_EXERCISE GOAL_. Check every line below, and copy those that include "WithdrawalCoordinator".

#### SOURCE DATA ####

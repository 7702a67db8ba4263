pub mod assets;
pub mod constants;
pub mod money;

pub use assets::*;
pub use constants::*;
pub use money::*;
//! Shared application state threaded through handlers and the command
//! layer.

use sqlx::SqlitePool;
use std::sync::Arc;
use std::time::Instant;

use crate::config::Config;
use crate::cryptopay::PayProvider;
use crate::deposits::DepositCoordinator;
use crate::games::{GameEngine, ThreadRngChance};
use crate::ledger::Ledger;
use crate::rates::RateOracle;
use crate::repository::{HistoryRepository, UserRepository};
use crate::sessions::SessionStore;
use crate::withdrawals::WithdrawalCoordinator;

#[derive(Clone)]
pub struct AppState {
    pub config: Arc<Config>,
    pub db: SqlitePool,
    pub ledger: Ledger,
    pub users: UserRepository,
    pub history: HistoryRepository,
    pub engine: GameEngine,
    pub deposits: DepositCoordinator,
    pub withdrawals: WithdrawalCoordinator,
    pub sessions: SessionStore,
    pub rates: RateOracle,
    pub provider: Arc<dyn PayProvider>,
    pub started_at: Instant,
}

impl AppState {
    pub fn new(config: Arc<Config>, db: SqlitePool, provider: Arc<dyn PayProvider>) -> Self {
        let mut admins = config.admin_user_ids.clone();
        if config.owner_user_id != 0 && !admins.contains(&config.owner_user_id) {
            admins.push(config.owner_user_id);
        }
        let ledger = Ledger::new(db.clone(), admins);
        let rates = RateOracle::new(provider.clone());
        let engine = GameEngine::new(
            ledger.clone(),
            Arc::new(ThreadRngChance),
            config.games.max_bet,
        );
        let deposits = DepositCoordinator::new(
            db.clone(),
            ledger.clone(),
            rates.clone(),
            provider.clone(),
            config.deposits.clone(),
        );
        let withdrawals = WithdrawalCoordinator::new(
            db.clone(),
            ledger.clone(),
            rates.clone(),
            provider.clone(),
            config.withdrawals.clone(),
        );

        Self {
            config,
            users: UserRepository::new(db.clone()),
            history: HistoryRepository::new(db.clone()),
            db,
            ledger,
            engine,
            deposits,
            withdrawals,
            sessions: SessionStore::new(),
            rates,
            provider,
            started_at: Instant::now(),
        }
    }
}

####

_RESULT_.
use crate::withdrawals::WithdrawalCoordinator;
    pub withdrawals: WithdrawalCoordinator,
        let withdrawals = WithdrawalCoordinator::new(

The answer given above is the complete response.